Finally. After all the trouble I’ve had trying to scale BLAST, running out of disk space, database accounting irregularities and investigating an archive_exception, we have data.

Thanks to the incredible speed of rapsearch, what I’ve been trying to accomplish over the past few months with BLAST has been done in mere hours without the hassle of database or contig sharding. Quantifying the accuracy of rapsearch is still something our team is working on, but Tom’s initial results suggest comparable performance to BLAST. For the time being at least, it means I can get things done.

As previously described, I extracted bacterial, archaeal and fungal associated hydrolases from both the SwissProt (manually curated) and TrEMBL (automatically annotated) databases. The tables below summarise the number of “raw” hits from rapsearch, the number of hits remaining after discarding hits with a bitscore of less than 40¹, followed by the hits remaining after selecting for the “best” hit for cases where hits overlap by 100bp² or more.

SwissProt

Taxa	Raw SP	Bitscore Filter	Overlap Filter
Bacteria [2]	127,403	58,715	1,649
Archaea [2157]	17,141	2,326	341
Fungi [4751]	78,083	34,180	3,222
Total	222,627	95,221 (42.77%)	5,212 (5.47%, Raw:2.34%)

TrEMBL

Taxa	Raw TR	Bitscore Filter	Overlap Filter
Bacteria [2]	683,307	392,791	6,810
Archaea [2157]	79,738	34,950	1,486
Fungi [4751]	345,160	190,936	7,379
Total	1,108,205	618,677 (55.83%)	15,675 (2.53%, Raw:1.41%)

Merged

Taxa	Raw All	Bitscore Filter	Overlap Filter
All	1,330,832	713,898 (53.64%)	12,194 (1.71%, Raw:0.92%)

Initially, I had merged all the hits from both databases and all three taxa together to create a super-hit list; yielding just over 12k reasonable quality (>=40) hits to play with after both filtering steps. However, I became concerned with what I coin overlap loss: a significant number of hits were discarded in overlapping regions. 94.53% and 97.47% of our bitscore filtered hits were lost by overlap for SwissProt and TrEMBL lines respectively!

I suspect due to the condensed nature of the assembly (around 16.7 billion base pairs from the raw reads aligning to an assembly consisting of just 433 million base pairs, an average coverage of ~38x) there is likely to be a lot of overlap occurring in 100bp windows. The question is, how well does the top-ranking hit represent a hydrolase? How is “top-ranking” defined? Let’s read the manual³:

[…] preference is given to the db quality first, than the bit score and finally the lenght of annotation, the one with the highest values is kept

— MGKit filter-gff: Overlap Filtering

Hmm, it sounds as though database quality is considered paramount by the default ranking device, ensuring that SwissProt results take precedence over those from TrEMBL. However what if the SwissProt hit actually has a lower bitscore? What happens? To check, I’ll modify the source⁴ slightly to construct a trivial example below⁵.

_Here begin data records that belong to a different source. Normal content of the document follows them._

use sea_query::{ColumnDef, Index, Table};

use crate::table::ShoppingListItem;

pub struct CreateTable;

super::operation!(
    CreateTable,
    Table::create()
        .table(ShoppingListItem::Table)
        .col(
            ColumnDef::new(ShoppingListItem::PlanId)
                .string()
                .not_null()
                .string_len(26),
        )
        .col(
            ColumnDef::new(ShoppingListItem::IngredientId)
                .string()
                .not_null()
                .string_len(26),
        )
        .col(
            ColumnDef::new(ShoppingListItem::Checked)
                .boolean()
                .not_null()
                .default(false),
        )
        .col(ColumnDef::new(ShoppingListItem::Quantity).double().null())
        .primary_key(
            Index::create()
                .col(ShoppingListItem::PlanId)
                .col(ShoppingListItem::IngredientId),
        )
        .to_owned(),
    Table::drop().table(ShoppingListItem::Table).to_owned()
);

# Default discarding function:
# lambda a1, a2: min(a1, a2, key=lambda el: (el.dbq, el.bitscore, len(el)))

# I'll treat a 3-element list as the `el` object, with format:
#    hit = [dbq, bitscore, length]
# Let's re-define the default discarding function to anticipate this list:
discard = lambda a1, a2: min(a1, a2, key=lambda el: (el[0], el[1], el[2]))

# Construct some hits
crap_sp_hit = [10, 39, 100]
good_tr_hit = [8, 60, 100]

# Determine which hit to discard
discard(crap_sp_hit, good_tr_hit)
> [8, 60, 100]

# Default discarding function:

# lambda a1, a2: min(a1, a2, key=lambda el: (el.dbq, el.bitscore, len(el)))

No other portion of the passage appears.